In just the last year, the Clinton County Homeless Shelter has served 45,000 meals to 298 area residents, 48 of which were children. With 5 full-time and 4 part-time staff members and a $315 thousand operating budget, the shelter works to alleviate homelessness and its effects on individuals in the community.
“The shelter is here in Clinton County and we need your help,” said Denise Stryker, director of the Clinton County Homeless Shelter. Stryker has been part of the staff since 1994. Stryker visited Wilmington College last week to speak to students in the Honors Seminar entitled Non-profit Industry.
Staff payroll and food for their 24/7 pantry are the shelter’s largest expenses. The Homeless Shelter receives funding from United Way and grants, but Stryker said its main fundraisers are the Clinton County Cardboard City and the WC Cardboard Village. One particular grant the shelter receives is based on a stipulation that volunteers will match the amount given.
Stryker said that many of the volunteers she sees are those people who had previously been helped by the shelter. Currently, its facilities can accommodate 34 people in the main house, 14 in the men’s house, and soon they will have a new facility in which the pantry and offices will be located.
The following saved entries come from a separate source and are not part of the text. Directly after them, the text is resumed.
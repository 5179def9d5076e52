//! 认证客户端
//!
//! 用管理员账号密码换取会话 token

use crate::error::ApiError;
use crate::infrastructure::RequestCtx;
use crate::services::response;
use serde::Deserialize;

const TOKEN_ENDPOINT: &str = "auth/token";

#[derive(Debug, Deserialize)]
struct TokenResponse {
    access_token: String,
}

/// 认证客户端
#[derive(Clone)]
pub struct AuthClient {
    http: reqwest::Client,
}

impl AuthClient {
    pub fn new(http: reqwest::Client) -> Self {
        Self { http }
    }

    /// 密码登录，返回会话 token
    pub async fn sign_in_with_password(
        &self,
        ctx: &RequestCtx,
        email: &str,
        password: &str,
    ) -> Result<String, ApiError> {
        let url = ctx.auth_url("token");
        let resp = ctx
            .authorize(
                self.http
                    .post(&url)
                    .query(&[("grant_type", "password")])
                    .json(&serde_json::json!({ "email": email, "password": password })),
            )
            .send()
            .await
            .map_err(|e| ApiError::transport(TOKEN_ENDPOINT, e))?;

        let status = resp.status();
        let body = resp
            .text()
            .await
            .map_err(|e| ApiError::transport(TOKEN_ENDPOINT, e))?;

        if !status.is_success() {
            return Err(ApiError::Server {
                endpoint: TOKEN_ENDPOINT.to_string(),
                status: status.as_u16(),
                message: response::json_error_message(&body)
                    .unwrap_or_else(|| "登录失败".to_string()),
            });
        }

        let token: TokenResponse =
            serde_json::from_str(&body).map_err(|e| ApiError::decode(TOKEN_ENDPOINT, e))?;
        Ok(token.access_token)
    }
}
Clinton County has “hidden homeless,” as Stryker puts it; these citizens are not necessarily sleeping on the streets but rather they are staying with friends and family for short periods of time, living in their vehicles, or sleeping in abandoned buildings. If Clinton County residents come to the shelter, they are allowed a stay of 90 days, though the average is 36 days.
All the residents of the shelter must awake at 6 a.m. to begin work on their daily chores and to pursue a job. Each resident also is assigned a case manager that aids them in making a budget as well as finding job openings. The rate of return for residents was seven percent in 2011; Stryker said this was due to illness preventing work.
“We have seen an increase in individuals who are struggling with drug and alcohol addiction and mental health problems,” said Stryker. The homeless shelter now receives a $10 thousand grant to cover mental health support.
The Clinton County Homeless Shelter will take donations any time and of any kind. However, the most needed items are canned goods, clothing, diapers and cleaning supplies. If you would like further information on what the shelter is doing to help Clinton County’s homeless population, visit their Facebook page or sign up for their newsletter.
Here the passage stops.